> Your instructions: Output exactly the lines that run from the top of the entries to the line holding "parse_level(level_str)", including both of those lines.

> Stored data:
+ + + + +
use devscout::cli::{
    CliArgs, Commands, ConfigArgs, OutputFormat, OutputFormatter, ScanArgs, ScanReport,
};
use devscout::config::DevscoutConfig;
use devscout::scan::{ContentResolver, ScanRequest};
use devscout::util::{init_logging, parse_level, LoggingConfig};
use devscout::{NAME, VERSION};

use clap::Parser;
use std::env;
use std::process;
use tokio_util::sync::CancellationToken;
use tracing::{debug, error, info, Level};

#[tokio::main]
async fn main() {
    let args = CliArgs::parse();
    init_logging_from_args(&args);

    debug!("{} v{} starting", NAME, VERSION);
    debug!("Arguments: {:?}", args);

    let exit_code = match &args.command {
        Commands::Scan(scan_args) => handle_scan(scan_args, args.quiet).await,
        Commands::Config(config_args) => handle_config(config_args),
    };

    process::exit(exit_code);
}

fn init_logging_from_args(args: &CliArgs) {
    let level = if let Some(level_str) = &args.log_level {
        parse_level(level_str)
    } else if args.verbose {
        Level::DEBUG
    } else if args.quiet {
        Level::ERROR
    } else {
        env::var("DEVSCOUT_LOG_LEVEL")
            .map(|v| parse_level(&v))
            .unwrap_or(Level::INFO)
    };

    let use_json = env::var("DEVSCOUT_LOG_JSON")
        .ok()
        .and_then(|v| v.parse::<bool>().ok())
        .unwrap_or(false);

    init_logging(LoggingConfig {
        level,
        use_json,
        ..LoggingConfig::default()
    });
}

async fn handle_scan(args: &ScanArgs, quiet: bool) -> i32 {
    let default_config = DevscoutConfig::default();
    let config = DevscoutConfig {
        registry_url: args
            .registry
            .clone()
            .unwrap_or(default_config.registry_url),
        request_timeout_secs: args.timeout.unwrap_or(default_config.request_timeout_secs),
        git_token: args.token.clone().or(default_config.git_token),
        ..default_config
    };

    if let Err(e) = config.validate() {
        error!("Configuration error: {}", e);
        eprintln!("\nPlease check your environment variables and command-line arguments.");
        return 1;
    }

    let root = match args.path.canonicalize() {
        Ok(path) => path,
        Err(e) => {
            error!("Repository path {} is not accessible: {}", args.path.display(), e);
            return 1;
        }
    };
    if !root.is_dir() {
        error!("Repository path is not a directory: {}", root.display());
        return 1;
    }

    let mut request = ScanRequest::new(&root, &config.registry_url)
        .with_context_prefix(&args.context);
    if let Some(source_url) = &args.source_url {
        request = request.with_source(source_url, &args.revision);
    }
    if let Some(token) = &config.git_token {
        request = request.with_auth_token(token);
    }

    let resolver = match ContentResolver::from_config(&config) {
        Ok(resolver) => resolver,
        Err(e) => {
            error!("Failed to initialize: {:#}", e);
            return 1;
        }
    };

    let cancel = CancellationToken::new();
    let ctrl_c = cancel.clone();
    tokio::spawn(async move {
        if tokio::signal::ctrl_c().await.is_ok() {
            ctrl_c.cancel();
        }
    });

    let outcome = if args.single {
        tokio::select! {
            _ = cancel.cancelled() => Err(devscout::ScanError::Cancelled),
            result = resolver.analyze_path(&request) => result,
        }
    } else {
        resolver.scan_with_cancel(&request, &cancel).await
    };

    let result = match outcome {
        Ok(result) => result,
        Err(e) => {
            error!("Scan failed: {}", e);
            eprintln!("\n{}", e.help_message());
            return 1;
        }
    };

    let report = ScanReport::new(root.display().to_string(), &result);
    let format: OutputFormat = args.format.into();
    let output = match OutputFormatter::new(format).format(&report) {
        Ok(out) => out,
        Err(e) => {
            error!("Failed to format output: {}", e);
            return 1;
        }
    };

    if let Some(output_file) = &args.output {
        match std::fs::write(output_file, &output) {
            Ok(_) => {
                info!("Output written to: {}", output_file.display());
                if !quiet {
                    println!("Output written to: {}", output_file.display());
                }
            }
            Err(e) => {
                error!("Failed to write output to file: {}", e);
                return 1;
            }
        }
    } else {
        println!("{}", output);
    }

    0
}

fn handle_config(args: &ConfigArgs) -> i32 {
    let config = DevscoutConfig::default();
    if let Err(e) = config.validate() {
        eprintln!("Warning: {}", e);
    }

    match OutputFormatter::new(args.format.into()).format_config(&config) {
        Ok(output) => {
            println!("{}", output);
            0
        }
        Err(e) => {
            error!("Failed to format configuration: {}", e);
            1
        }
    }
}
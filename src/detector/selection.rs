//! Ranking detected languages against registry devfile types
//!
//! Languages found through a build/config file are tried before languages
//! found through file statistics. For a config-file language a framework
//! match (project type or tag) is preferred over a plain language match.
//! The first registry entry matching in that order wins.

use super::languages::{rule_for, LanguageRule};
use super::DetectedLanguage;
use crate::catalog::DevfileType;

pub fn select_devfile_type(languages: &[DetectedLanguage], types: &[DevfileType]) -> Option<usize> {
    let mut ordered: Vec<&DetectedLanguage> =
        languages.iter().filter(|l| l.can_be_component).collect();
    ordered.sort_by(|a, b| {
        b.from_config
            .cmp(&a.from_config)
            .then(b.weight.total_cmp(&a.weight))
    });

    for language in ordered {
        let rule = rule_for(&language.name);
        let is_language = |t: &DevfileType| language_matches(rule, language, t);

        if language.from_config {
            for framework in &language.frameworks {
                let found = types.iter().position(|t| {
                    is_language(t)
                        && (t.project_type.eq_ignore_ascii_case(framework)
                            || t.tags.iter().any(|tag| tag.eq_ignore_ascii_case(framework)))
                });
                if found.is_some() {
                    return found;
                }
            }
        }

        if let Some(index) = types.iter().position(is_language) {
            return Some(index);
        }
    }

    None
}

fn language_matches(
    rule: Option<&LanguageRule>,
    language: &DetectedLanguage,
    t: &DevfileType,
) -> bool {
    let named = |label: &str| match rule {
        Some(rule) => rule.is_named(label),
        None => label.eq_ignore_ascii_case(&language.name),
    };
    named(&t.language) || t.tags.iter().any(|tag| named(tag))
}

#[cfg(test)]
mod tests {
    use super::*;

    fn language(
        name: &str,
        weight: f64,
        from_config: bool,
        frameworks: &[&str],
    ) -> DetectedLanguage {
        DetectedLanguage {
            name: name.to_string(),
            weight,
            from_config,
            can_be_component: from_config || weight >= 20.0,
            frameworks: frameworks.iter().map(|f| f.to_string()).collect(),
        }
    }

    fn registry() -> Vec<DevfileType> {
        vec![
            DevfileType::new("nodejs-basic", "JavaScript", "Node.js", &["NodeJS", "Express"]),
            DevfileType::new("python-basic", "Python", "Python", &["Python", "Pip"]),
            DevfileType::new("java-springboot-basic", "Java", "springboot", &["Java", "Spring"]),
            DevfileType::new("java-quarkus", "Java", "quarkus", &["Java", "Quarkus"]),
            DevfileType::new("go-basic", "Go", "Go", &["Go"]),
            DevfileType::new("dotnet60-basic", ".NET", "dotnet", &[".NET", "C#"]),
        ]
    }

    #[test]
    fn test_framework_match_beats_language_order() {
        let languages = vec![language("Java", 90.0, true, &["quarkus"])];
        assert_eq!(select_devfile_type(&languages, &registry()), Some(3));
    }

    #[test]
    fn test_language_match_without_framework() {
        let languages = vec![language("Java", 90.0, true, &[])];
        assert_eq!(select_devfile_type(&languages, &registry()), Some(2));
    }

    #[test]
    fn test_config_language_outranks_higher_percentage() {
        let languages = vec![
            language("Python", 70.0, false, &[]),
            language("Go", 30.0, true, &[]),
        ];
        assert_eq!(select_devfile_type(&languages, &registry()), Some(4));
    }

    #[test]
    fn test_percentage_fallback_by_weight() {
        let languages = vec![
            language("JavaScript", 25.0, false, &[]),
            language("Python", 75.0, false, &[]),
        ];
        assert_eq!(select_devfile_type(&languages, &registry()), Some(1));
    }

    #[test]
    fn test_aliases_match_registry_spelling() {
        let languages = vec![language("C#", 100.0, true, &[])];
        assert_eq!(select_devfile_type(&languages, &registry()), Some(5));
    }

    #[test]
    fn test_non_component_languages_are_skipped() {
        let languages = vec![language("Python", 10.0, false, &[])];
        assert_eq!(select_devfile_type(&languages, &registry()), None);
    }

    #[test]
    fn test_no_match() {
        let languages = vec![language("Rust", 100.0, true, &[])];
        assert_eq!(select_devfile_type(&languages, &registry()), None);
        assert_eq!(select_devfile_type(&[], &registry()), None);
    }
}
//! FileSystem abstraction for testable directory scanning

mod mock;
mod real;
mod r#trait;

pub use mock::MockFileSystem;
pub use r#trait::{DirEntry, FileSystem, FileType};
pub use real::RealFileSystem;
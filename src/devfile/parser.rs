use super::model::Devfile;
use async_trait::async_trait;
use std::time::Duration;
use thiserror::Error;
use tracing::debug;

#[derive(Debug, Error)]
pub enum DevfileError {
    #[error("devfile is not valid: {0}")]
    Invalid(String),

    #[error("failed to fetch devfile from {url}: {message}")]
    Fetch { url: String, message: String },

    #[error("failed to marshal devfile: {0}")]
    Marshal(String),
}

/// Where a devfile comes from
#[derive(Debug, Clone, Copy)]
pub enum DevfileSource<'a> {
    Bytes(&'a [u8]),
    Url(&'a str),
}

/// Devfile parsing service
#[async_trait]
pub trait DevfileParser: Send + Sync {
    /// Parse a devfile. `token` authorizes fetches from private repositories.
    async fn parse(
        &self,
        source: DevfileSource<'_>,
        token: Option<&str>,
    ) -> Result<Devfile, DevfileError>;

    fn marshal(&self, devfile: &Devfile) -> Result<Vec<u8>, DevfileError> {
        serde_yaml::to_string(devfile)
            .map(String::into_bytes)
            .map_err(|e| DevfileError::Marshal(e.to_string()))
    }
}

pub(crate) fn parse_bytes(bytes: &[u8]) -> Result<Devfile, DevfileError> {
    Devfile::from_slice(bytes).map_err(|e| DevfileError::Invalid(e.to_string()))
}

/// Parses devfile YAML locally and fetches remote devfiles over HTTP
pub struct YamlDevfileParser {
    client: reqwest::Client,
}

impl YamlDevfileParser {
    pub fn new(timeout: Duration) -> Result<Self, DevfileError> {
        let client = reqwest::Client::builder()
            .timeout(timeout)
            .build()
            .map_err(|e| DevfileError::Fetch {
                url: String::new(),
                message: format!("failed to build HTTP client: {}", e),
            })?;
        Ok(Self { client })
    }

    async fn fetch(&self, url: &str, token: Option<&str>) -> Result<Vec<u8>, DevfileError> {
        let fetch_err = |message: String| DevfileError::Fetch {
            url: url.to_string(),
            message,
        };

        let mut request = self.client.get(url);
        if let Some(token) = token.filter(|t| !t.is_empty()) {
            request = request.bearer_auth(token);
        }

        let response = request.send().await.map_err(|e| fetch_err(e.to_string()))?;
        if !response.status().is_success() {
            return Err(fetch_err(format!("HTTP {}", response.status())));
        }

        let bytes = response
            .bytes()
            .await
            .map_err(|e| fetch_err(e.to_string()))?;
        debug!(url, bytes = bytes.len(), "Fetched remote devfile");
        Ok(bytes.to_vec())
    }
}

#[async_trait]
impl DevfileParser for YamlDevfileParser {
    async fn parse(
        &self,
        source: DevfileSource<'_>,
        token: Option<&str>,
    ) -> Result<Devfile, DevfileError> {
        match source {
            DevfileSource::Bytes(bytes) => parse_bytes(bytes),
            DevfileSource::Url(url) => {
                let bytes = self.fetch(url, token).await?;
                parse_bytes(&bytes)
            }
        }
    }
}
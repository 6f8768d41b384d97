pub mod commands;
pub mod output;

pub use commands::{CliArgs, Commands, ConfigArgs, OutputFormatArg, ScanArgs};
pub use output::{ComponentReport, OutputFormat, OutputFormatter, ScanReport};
+ + + + +
> Your solution:
use devscout::cli::{
    CliArgs, Commands, ConfigArgs, OutputFormat, OutputFormatter, ScanArgs, ScanReport,
};
use devscout::config::DevscoutConfig;
use devscout::scan::{ContentResolver, ScanRequest};
use devscout::util::{init_logging, parse_level, LoggingConfig};
use devscout::{NAME, VERSION};

use clap::Parser;
use std::env;
use std::process;
use tokio_util::sync::CancellationToken;
use tracing::{debug, error, info, Level};

#[tokio::main]
async fn main() {
    let args = CliArgs::parse();
    init_logging_from_args(&args);

    debug!("{} v{} starting", NAME, VERSION);
    debug!("Arguments: {:?}", args);

    let exit_code = match &args.command {
        Commands::Scan(scan_args) => handle_scan(scan_args, args.quiet).await,
        Commands::Config(config_args) => handle_config(config_args),
    };

    process::exit(exit_code);
}

fn init_logging_from_args(args: &CliArgs) {
    let level = if let Some(level_str) = &args.log_level {
        parse_level(level_str)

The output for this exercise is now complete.